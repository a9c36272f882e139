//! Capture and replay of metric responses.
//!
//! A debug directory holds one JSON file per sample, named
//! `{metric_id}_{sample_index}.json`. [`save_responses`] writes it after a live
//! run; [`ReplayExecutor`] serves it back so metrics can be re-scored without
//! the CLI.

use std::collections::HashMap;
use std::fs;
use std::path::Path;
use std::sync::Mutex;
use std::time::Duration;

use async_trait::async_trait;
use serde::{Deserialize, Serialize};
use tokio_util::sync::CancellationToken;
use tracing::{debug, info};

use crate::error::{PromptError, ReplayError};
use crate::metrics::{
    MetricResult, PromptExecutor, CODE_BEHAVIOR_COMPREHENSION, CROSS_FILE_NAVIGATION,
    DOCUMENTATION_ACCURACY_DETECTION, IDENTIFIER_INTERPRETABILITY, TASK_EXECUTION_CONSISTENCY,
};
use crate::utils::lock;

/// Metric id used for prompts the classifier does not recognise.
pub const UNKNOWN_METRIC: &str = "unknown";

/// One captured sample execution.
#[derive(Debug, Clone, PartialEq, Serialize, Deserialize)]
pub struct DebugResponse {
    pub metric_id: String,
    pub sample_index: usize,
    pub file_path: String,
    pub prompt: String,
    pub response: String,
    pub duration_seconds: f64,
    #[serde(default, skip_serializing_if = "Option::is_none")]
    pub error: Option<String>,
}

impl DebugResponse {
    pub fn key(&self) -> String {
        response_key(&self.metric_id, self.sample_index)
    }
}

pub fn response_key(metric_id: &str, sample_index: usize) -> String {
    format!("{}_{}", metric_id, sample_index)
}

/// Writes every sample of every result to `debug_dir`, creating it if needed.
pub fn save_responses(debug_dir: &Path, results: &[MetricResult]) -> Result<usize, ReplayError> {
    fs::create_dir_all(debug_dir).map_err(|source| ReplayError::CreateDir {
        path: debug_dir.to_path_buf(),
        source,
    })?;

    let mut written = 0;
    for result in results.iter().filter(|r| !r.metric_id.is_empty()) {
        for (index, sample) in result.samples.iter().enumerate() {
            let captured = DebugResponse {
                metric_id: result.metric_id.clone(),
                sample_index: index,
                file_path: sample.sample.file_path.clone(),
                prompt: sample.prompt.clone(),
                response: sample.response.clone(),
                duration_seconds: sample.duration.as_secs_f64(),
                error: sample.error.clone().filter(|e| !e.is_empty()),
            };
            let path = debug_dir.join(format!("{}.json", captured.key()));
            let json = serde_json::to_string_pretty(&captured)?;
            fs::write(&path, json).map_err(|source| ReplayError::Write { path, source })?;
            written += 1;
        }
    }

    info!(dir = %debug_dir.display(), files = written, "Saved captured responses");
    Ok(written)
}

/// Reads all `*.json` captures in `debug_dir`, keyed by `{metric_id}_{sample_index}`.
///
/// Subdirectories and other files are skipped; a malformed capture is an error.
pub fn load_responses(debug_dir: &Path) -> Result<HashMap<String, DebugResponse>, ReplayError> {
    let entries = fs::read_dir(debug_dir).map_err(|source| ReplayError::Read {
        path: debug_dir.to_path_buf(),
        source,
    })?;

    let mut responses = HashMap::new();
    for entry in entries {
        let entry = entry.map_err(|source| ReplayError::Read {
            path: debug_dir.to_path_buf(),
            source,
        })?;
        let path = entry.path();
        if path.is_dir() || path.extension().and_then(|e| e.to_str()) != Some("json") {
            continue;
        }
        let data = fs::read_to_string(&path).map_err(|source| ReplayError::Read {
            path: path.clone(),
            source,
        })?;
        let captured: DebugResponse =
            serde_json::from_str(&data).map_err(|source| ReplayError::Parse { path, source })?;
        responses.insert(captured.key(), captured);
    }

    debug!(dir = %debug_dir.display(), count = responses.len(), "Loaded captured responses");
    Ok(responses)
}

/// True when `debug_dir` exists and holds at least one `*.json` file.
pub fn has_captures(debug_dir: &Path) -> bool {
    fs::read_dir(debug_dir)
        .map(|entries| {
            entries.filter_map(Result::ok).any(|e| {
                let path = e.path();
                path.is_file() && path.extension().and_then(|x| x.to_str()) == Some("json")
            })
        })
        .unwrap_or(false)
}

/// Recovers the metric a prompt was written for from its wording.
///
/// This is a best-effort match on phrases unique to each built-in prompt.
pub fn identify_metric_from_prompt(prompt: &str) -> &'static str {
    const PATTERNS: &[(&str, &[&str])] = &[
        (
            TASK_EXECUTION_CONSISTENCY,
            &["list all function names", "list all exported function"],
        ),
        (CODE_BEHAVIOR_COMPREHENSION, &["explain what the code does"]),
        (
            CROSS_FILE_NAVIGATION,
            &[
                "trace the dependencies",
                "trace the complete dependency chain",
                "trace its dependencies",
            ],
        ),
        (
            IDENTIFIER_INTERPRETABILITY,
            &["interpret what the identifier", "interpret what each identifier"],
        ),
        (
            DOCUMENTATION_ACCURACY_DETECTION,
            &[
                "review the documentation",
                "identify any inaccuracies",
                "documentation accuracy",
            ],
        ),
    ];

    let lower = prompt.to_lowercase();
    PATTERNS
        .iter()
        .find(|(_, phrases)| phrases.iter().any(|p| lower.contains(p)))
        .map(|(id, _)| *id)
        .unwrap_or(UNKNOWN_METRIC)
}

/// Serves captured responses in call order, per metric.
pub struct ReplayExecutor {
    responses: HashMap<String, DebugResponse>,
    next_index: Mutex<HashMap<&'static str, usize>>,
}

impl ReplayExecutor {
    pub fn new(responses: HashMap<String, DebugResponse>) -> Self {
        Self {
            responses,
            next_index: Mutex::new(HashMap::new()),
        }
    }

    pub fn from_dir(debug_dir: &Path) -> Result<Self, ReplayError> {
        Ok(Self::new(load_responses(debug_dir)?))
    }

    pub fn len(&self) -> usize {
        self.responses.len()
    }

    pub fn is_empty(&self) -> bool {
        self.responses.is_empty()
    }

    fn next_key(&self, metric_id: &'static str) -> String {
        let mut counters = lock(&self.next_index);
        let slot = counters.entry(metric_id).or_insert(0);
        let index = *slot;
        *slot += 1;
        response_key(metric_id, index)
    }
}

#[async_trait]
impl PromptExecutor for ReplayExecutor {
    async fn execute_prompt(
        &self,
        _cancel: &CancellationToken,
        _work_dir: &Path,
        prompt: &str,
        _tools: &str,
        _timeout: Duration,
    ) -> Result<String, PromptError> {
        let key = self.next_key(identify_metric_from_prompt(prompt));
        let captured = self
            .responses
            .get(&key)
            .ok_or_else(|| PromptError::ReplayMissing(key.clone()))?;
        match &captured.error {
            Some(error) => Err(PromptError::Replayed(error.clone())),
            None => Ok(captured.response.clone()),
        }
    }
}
□ □ □ □
- _WHAT IS NEEDED_: Which lines above include "holds"? Show each of them by copying it.

- _SOLUTION FOR THIS EXERCISE_:
//! A debug directory holds one JSON file per sample, named
/// True when `debug_dir` exists and holds at least one `*.json` file.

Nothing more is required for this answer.